An en banc panel of the Fifth Circuit has agreed that exhaustion of administrative remedies is not a prerequisite for a §1983 action. Patsy v. Florida International University, 634 F.2d 900 (5th Cir. 1981); Patsy v. Florida Board of Regents, 457 U.S. 496 (1982). Section 1983 is a remedy designed to provide redress for abuse of State power. In the instant case, that very State power that damaged Plaintiff extends into the administrative appeals process itself.
POINT OF ERROR SIX: PLAINTIFF DID NOT ABANDON HIS CLAIM AGAINST UNNAMED DEFENDANTS
The District Court erred in its conclusion that Plaintiff had abandoned his claim against any unnamed "Does." In his objection to the magistrate's report and recommendation, Disraeli stated that he had identified at least one "Doe" and would file a motion for leave to amend his petition. Before Disraeli had an opportunity to amend his petition, the District Judge had disposed of this case in its entirety.
POINT OF ERROR SEVEN: UNDUE INFLUENCE AND THE CONSENT ORDER
The District Court noted that Disraeli contends he was unduly influenced into signing the Consent Order but never came forward with any evidence to support this allegation.

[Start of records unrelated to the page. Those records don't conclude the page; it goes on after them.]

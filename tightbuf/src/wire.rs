//! Wire format for Google's Protocol Buffers, aka [protobuf](https://protobuf.dev).
//!
//! A tag is the varint `(field_number << 3) | wire_type`. Generated code
//! matches on raw tags, so the helpers here work on plain `u32` values rather
//! than a decoded key type.

use crate::error::DecodeError;

/// Number of bits used by the wire type in a tag.
pub const TAG_TYPE_BITS: u32 = 3;
/// Mask selecting the wire type from a tag.
pub const TAG_TYPE_MASK: u32 = (1 << TAG_TYPE_BITS) - 1;

/// Minimum value of a protobuf field number.
pub const MINIMUM_FIELD_NUMBER: u32 = 1;
/// Maximum value of a protobuf field number.
pub const MAXIMUM_FIELD_NUMBER: u32 = (1 << 29) - 1;

/// Encoded size of a `fixed32`, `sfixed32` or `float`.
pub const FIXED32_SIZE: usize = 4;
/// Encoded size of a `fixed64`, `sfixed64` or `double`.
pub const FIXED64_SIZE: usize = 8;
/// Maximum encoded size of a varint.
pub const MAX_VARINT_SIZE: usize = 10;

/// Combines a field number and a [`WireType`] into a raw tag.
#[inline(always)]
#[allow(clippy::as_conversions)]
pub const fn make_tag(field_number: u32, wire_type: WireType) -> u32 {
    (field_number << TAG_TYPE_BITS) | wire_type.into_val() as u32
}

/// Returns the field number stored in a raw tag.
#[inline(always)]
pub const fn tag_field_number(tag: u32) -> u32 {
    tag >> TAG_TYPE_BITS
}

/// Returns the [`WireType`] stored in a raw tag.
#[inline(always)]
pub fn tag_wire_type(tag: u32) -> Result<WireType, DecodeError> {
    #[allow(clippy::as_conversions)]
    WireType::try_from_val((tag & TAG_TYPE_MASK) as u8)
}

/// Denotes the type of a field in an encoded protobuf message.
///
/// Protobuf messages are a series of key-value pairs. When encoded each key-value pair
/// is turned into a record consisting of a field number, a [`WireType`], and a payload.
/// The [`WireType`] indicates how large the proceeding payload is.
#[derive(Debug, Copy, Clone, PartialEq, Eq, PartialOrd, Ord, Hash)]
#[repr(u8)]
pub enum WireType {
    /// Variable length integer.
    ///
    /// Used for: `int32`, `int64`, `uint32`, `uint64`, `sint32`, `sint64`, `bool`, `enum`.
    Varint = 0,
    /// 64-bit integer.
    ///
    /// Used for: `fixed64`, `sfixed64`, `double`.
    I64 = 1,
    /// Variable length field.
    ///
    /// Used for: `string`, `bytes`, `message`, packed `repeated` fields.
    Len = 2,
    /// Group start.
    SGroup = 3,
    /// Group end.
    EGroup = 4,
    /// 32-bit integer.
    ///
    /// Used for: `fixed32`, `sfixed32`, `float`.
    I32 = 5,
}

// `Option<WireType>` stays one byte wide.
const _: () = assert!(std::mem::size_of::<WireType>() == std::mem::size_of::<Option<WireType>>());

#[allow(clippy::as_conversions)]
impl WireType {
    /// Try to decode a [`WireType`] from the provided raw value.
    #[inline(always)]
    const fn try_from_val(value: u8) -> Result<Self, DecodeError> {
        match value {
            0 => Ok(WireType::Varint),
            1 => Ok(WireType::I64),
            2 => Ok(WireType::Len),
            3 => Ok(WireType::SGroup),
            4 => Ok(WireType::EGroup),
            5 => Ok(WireType::I32),
            value => Err(DecodeError::InvalidWireType { value }),
        }
    }

    /// Return the raw value for this [`WireType`].
    #[inline(always)]
    pub const fn into_val(self) -> u8 {
        self as u8
    }
}

impl TryFrom<u8> for WireType {
    type Error = DecodeError;

    #[inline(always)]
    fn try_from(value: u8) -> Result<Self, DecodeError> {
        WireType::try_from_val(value)
    }
}

#[cfg(test)]
mod test {
    use proptest::prelude::*;

    use crate::wire::{make_tag, tag_field_number, tag_wire_type};
    use crate::wire::{WireType, MAXIMUM_FIELD_NUMBER, MINIMUM_FIELD_NUMBER};

    #[test]
    fn proptest_tag_roundtrips() {
        fn arb_field_number() -> impl Strategy<Value = u32> {
            MINIMUM_FIELD_NUMBER..=MAXIMUM_FIELD_NUMBER
        }

        fn arb_wiretype() -> impl Strategy<Value = WireType> {
            (0..=5u8).prop_map(|val| WireType::try_from(val).expect("known valid"))
        }

        fn test(field_number: u32, wire_type: WireType) {
            let tag = make_tag(field_number, wire_type);
            assert_eq!(tag_field_number(tag), field_number);
            assert_eq!(tag_wire_type(tag).unwrap(), wire_type);
        }

        let strat = (arb_field_number(), arb_wiretype());
        proptest!(|((field_number, wire_type) in strat)| test(field_number, wire_type))
    }

    #[test]
    fn test_all_valid_values() {
        // N.B. We do not use proptest here because the range of values is
        // small enough.
        for i in u8::MIN..u8::MAX {
            let wire_type = WireType::try_from(i);
            match (i, wire_type) {
                (0, Ok(WireType::Varint))
                | (1, Ok(WireType::I64))
                | (2, Ok(WireType::Len))
                | (3, Ok(WireType::SGroup))
                | (4, Ok(WireType::EGroup))
                | (5, Ok(WireType::I32)) => (),
                (_, Err(_)) if i > 5 => (),
                other => panic!("unexpected value {other:?}"),
            }
        }
    }

    #[test]
    fn test_known_tags() {
        assert_eq!(make_tag(1, WireType::Varint), 0x08);
        assert_eq!(make_tag(2, WireType::Len), 0x12);
        assert_eq!(make_tag(3, WireType::Len), 0x1A);
        assert_eq!(make_tag(5, WireType::EGroup), 0x2C);
    }
}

However, Disraeli raised his objection that he was never given an opportunity to examine the witness whose testimony would corroborate Plaintiff's allegation of coercion. Depositions were only permitted to seek information regarding each Defendant's role in the issuance of the Emergency Order. Plaintiff has been unfairly prejudiced by the lower Court's refusal to permit general discovery or oral argument.
PRAYER FOR RELIEF
Plaintiff prays that this Court reverse the District Court's finding of absolute immunity for all three defendants and remand for further proceedings. Plaintiff prays additionally that this Court reverse the District Court's order that Plaintiff bear all costs. Plaintiff further prays that he be permitted to amend his petition to include at least one unnamed "Doe".
Respectfully Submitted,
David H. Disraeli, Pro Se
609 The High Road
Austin, TX 78746
512.334.6650
Filed: February 24, 2006
CERTIFICATE OF COMPLIANCE
Pursuant to 5th Cir. R. 32.2.7(C), the undersigned certifies this brief complies with the type-volume limitations of 5th Cir. R. 32.2.7(B). Exclusive of the exempted portions, the brief contains 8,125 words. The brief has been prepared using Microsoft Word 2003 for Windows in Times Roman 12 pt. font size in proportionally spaced typeface.